* **Problem**
Extract the lines that carry the string "routes" from the listing.

* **Source records**
+---+
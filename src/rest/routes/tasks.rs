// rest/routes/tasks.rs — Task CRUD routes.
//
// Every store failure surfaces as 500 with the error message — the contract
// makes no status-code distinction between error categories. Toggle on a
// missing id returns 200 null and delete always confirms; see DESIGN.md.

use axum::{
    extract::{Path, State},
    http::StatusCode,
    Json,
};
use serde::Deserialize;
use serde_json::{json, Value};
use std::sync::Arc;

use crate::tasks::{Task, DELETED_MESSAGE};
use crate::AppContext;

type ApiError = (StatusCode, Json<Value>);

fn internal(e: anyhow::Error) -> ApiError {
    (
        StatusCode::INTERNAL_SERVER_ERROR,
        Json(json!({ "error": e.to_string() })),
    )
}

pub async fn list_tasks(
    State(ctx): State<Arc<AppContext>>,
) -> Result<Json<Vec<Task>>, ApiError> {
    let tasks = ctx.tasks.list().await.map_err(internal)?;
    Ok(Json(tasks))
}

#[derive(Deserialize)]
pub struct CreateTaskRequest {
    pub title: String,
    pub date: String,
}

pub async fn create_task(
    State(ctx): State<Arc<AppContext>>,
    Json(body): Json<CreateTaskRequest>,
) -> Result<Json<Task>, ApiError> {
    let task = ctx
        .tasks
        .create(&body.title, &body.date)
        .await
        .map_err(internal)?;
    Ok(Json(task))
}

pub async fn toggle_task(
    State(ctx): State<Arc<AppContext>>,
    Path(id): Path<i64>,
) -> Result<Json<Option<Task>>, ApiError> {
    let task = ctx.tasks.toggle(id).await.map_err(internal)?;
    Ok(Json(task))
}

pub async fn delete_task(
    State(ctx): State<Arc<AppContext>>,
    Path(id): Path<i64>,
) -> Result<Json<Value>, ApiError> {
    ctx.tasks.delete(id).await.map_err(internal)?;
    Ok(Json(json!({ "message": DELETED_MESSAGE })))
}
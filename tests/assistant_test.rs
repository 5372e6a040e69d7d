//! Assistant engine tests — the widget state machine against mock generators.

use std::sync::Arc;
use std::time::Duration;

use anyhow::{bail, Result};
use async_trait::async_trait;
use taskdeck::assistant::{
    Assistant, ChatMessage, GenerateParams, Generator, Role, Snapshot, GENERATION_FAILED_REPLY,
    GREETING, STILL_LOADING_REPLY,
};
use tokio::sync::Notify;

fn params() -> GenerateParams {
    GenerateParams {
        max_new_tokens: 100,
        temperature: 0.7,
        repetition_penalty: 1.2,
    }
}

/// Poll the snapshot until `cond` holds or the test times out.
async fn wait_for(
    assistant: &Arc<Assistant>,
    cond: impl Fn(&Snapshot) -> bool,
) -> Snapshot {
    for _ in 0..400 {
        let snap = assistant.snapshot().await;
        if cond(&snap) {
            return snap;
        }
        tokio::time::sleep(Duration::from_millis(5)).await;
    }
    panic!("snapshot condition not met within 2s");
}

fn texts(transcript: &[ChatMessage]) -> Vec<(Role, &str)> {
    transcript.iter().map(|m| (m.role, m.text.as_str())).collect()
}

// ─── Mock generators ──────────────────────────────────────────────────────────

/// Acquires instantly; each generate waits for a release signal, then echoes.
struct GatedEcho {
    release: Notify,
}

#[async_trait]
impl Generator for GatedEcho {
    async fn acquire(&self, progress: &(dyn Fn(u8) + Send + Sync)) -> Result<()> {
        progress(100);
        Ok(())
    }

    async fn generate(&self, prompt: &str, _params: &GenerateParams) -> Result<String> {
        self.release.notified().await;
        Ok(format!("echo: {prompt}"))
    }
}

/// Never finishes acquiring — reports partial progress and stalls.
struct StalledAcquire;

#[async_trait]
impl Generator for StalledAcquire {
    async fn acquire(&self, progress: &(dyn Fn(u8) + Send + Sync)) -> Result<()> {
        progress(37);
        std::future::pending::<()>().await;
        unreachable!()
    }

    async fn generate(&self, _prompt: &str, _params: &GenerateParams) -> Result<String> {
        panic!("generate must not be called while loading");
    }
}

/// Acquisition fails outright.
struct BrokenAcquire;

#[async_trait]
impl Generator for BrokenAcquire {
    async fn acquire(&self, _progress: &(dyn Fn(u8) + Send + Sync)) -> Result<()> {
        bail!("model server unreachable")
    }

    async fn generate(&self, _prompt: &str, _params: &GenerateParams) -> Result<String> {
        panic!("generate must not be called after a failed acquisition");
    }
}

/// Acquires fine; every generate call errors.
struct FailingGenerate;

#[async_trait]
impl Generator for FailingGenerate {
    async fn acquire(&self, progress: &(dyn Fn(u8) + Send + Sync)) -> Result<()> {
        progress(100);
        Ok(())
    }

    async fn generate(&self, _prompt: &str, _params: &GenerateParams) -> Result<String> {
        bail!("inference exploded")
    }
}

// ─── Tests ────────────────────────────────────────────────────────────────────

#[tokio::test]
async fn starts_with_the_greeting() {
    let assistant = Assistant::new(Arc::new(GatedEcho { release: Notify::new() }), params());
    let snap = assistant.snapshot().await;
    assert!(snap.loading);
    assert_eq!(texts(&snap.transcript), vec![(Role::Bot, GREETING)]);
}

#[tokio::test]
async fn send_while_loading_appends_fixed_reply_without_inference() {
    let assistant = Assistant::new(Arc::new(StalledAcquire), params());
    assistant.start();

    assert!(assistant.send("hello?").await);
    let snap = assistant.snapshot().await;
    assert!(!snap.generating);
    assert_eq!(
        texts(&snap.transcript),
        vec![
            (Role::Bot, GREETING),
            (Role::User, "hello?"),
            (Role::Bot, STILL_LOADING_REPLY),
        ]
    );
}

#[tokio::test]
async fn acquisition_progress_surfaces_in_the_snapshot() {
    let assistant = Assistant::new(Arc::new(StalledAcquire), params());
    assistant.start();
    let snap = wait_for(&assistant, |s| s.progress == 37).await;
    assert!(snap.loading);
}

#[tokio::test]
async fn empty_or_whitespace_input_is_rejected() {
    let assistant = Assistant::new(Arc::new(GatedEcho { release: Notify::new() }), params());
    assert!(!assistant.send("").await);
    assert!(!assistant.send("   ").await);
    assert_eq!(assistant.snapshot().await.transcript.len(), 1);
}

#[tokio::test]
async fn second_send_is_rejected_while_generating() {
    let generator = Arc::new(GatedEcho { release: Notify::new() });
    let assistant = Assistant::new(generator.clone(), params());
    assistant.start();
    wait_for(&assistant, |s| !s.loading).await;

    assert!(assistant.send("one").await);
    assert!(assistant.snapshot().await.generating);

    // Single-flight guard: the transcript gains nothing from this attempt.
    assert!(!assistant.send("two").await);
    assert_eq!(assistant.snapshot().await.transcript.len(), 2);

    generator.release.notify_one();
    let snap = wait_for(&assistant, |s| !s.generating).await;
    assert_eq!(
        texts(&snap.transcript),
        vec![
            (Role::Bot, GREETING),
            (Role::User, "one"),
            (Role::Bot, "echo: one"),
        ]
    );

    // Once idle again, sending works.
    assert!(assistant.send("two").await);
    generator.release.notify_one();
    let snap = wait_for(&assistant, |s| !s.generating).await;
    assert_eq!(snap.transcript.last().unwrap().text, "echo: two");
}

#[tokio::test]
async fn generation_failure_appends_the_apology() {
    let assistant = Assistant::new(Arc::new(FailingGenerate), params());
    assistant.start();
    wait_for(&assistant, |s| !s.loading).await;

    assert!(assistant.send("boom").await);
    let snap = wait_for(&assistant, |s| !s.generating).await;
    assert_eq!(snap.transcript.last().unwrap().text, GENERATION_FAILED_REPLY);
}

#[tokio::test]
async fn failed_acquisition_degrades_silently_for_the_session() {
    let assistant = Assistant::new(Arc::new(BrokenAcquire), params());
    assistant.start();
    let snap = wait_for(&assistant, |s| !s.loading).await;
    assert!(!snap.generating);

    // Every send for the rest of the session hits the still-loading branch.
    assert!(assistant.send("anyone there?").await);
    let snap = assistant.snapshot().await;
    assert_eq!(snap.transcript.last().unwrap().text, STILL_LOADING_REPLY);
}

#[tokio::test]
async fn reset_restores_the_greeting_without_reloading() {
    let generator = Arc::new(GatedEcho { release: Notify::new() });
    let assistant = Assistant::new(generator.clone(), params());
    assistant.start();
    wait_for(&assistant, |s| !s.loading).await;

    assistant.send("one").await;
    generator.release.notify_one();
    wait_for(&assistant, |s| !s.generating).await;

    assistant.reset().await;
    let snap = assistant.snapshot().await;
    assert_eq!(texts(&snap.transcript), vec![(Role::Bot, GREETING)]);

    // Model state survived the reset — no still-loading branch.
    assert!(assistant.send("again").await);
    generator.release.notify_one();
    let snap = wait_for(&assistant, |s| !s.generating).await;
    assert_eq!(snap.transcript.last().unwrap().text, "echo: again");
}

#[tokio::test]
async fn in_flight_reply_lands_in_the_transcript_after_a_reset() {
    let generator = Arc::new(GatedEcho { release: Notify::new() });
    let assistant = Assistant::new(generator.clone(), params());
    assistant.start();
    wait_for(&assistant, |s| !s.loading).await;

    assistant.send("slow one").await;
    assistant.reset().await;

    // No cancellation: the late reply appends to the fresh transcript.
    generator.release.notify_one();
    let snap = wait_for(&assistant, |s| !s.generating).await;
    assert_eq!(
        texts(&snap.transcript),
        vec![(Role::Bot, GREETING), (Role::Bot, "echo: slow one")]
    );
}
+---+
* **Answer space**
filename src/rest/routes/tasks.rs
// rest/routes/tasks.rs — Task CRUD routes.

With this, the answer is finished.